Deep down I really believe most guys want to try making their own blue movie because let’s face it; we’re clueless dirt bags. I believe that the average male will try to find porn within twelve minutes of logging onto the internet for the first time: though my research is predicated entirely on personal experience.
For most men it’s natural to watch it, so why not try and make it?
And I’m not talking about a grubby, unauthorized peepshow; luring your unsuspecting partner into the bedroom and secretly taping her undressing or performing a series of gymnastically improbable acts, oblivious to the camera whirring unseen in the closet. And certainly not one of those graphically medical, up close and personal ‘twiddle-the-diddle’ clips filmed with vadge-cam and incorporating surround-sound squelching noises.
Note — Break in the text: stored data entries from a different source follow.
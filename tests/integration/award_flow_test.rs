//! Integration tests for handing over awards against badge stock.

use scoutbadge::badges::{
    AwardStatus, BadgeCategory, BadgeCompletionRule, BadgeDefinition, BadgeSection,
};
use scoutbadge::storage::StockStore;
use scoutbadge::{
    AppConfig, AwardManager, BadgeCatalog, BadgeError, Database, LeaderAccount, Member,
    MemberManager, ProgressManager, Role, Section, StockManager,
};
use uuid::Uuid;

fn leader() -> LeaderAccount {
    LeaderAccount::new("akela@example.org", "Akela", Role::Leader)
}

fn admin() -> LeaderAccount {
    LeaderAccount::new("gsl@example.org", "Group Scout Leader", Role::Admin)
}

/// Completes `badge` by hand for `count` new Cubs and returns the award ids.
fn pending_awards(
    db: &Database,
    config: &AppConfig,
    badge: &BadgeDefinition,
    count: usize,
) -> Vec<Uuid> {
    let members = MemberManager::new(db.connection(), config);
    let progress = ProgressManager::new(db.connection(), config);
    (0..count)
        .map(|i| {
            let member = Member::new("Cub", &format!("No{}", i), Section::Cubs);
            members.create(&member).unwrap();
            progress
                .mark_badge_complete(member.id, badge.id, &leader())
                .unwrap()
                .unwrap()
                .id
        })
        .collect()
}

fn manual_badge(db: &Database, name: &str) -> BadgeDefinition {
    let badge = BadgeDefinition::new(name, BadgeSection::All, BadgeCategory::Activity)
        .with_rule(BadgeCompletionRule::Manual);
    BadgeCatalog::new(db.connection()).create_badge(&badge).unwrap();
    badge
}

fn level(db: &Database, badge: &BadgeDefinition) -> i64 {
    StockStore::new(db.connection())
        .get_stock(badge.id)
        .unwrap()
        .map(|s| s.current_stock)
        .unwrap_or(0)
}

#[test]
fn test_award_with_enough_stock() {
    let db = Database::open_in_memory().unwrap();
    let config = AppConfig::default();
    let badge = manual_badge(&db, "Chef");
    StockManager::new(db.connection(), &config)
        .adjust(badge.id, 4, "delivery", &leader())
        .unwrap();
    let ids = pending_awards(&db, &config, &badge, 3);

    let awarded = AwardManager::new(db.connection(), &config)
        .award(&ids, &leader(), false)
        .unwrap();
    assert!(awarded.iter().all(|a| a.award_status == AwardStatus::Awarded));
    assert!(awarded.iter().all(|a| a.awarded_by.as_deref() == Some("Akela")));
    assert_eq!(level(&db, &badge), 1);

    let history = StockManager::new(db.connection(), &config)
        .history(badge.id)
        .unwrap();
    assert_eq!(history.iter().filter(|h| h.delta == -1).count(), 3);
}

#[test]
fn test_shortfall_on_one_badge_blocks_the_batch() {
    let db = Database::open_in_memory().unwrap();
    let config = AppConfig::default();
    let stocked = manual_badge(&db, "Athletics");
    let empty = manual_badge(&db, "Book Reader");
    StockManager::new(db.connection(), &config)
        .adjust(stocked.id, 5, "delivery", &leader())
        .unwrap();

    let mut ids = pending_awards(&db, &config, &stocked, 2);
    ids.extend(pending_awards(&db, &config, &empty, 1));

    let err = AwardManager::new(db.connection(), &config)
        .award(&ids, &leader(), false)
        .unwrap_err();
    match err {
        BadgeError::InsufficientStock { shortfalls } => {
            assert_eq!(shortfalls.len(), 1);
            assert_eq!(shortfalls[0].badge_name, "Book Reader");
            assert_eq!(shortfalls[0].shortfall, 1);
        }
        other => panic!("unexpected error: {other}"),
    }

    // nothing from the batch was applied
    assert_eq!(level(&db, &stocked), 5);
    assert_eq!(
        AwardManager::new(db.connection(), &config)
            .pending_awards()
            .unwrap()
            .len(),
        3
    );
}

#[test]
fn test_admin_override_goes_negative() {
    let db = Database::open_in_memory().unwrap();
    let config = AppConfig::default();
    let badge = manual_badge(&db, "Scientist");
    let ids = pending_awards(&db, &config, &badge, 2);
    let manager = AwardManager::new(db.connection(), &config);

    assert!(matches!(
        manager.award(&ids, &admin(), false),
        Err(BadgeError::InsufficientStock { .. })
    ));
    assert_eq!(level(&db, &badge), 0);

    manager.award(&ids, &admin(), true).unwrap();
    assert_eq!(level(&db, &badge), -2);

    let low = StockManager::new(db.connection(), &config)
        .low_stock_report()
        .unwrap();
    assert_eq!(low[0].badge_name, "Scientist");
}

#[test]
fn test_unknown_award_rejects_whole_batch() {
    let db = Database::open_in_memory().unwrap();
    let config = AppConfig::default();
    let badge = manual_badge(&db, "Swimmer");
    StockManager::new(db.connection(), &config)
        .adjust(badge.id, 10, "delivery", &leader())
        .unwrap();
    let mut ids = pending_awards(&db, &config, &badge, 2);
    ids.push(Uuid::new_v4());

    assert!(matches!(
        AwardManager::new(db.connection(), &config).award(&ids, &leader(), false),
        Err(BadgeError::NotFound(_))
    ));
    assert_eq!(level(&db, &badge), 10);
}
I’m talking about something artistic; and for mine there’s nothing that showcases that artistry more than a nice, long, slow blowjob. Plus, it’s just about the most thoughtful thing a chick can do for her man! So, I mentioned this to my wife, who enthusiastically (???) agreed to let me film her rendering unto Caesar the comfort of her lips. In truth, we both thought it might be a rather exciting experience; one that would enhance our sex life immeasurably (er...not that it needed it).
So, after some hasty brainstorming with regard to set-location we chose a classic scenario; I would be seated on a chair and she would assume the position on her knees in front of me. We opted for a side-on camera angle, rather than the trendy point-of-view (POV) routine. I knew POV was a trap for young players; you never, ever, ever use POV unless you're hung like a moose. POV fore-shortens things terribly through the lens; the side angle is much kinder. It's why the guy peeing next to you always seems to have a bigger dick than yours. YEAH IT’S TRUE !!! I mean I can accept that some guys have a bigger dick than I do…BUT NOT EVERY FUCKING ONE OF THEM.
Anyway, I set the recording equipment on a tripod, optimized the lighting conditions, grabbed the remote control and took my seat in the director/star’s chair. LF took up her position on the floor, some preliminary adjustments were made to ensure ‘Mr Wibbly-Wobbly’ was looking his finest and the action began…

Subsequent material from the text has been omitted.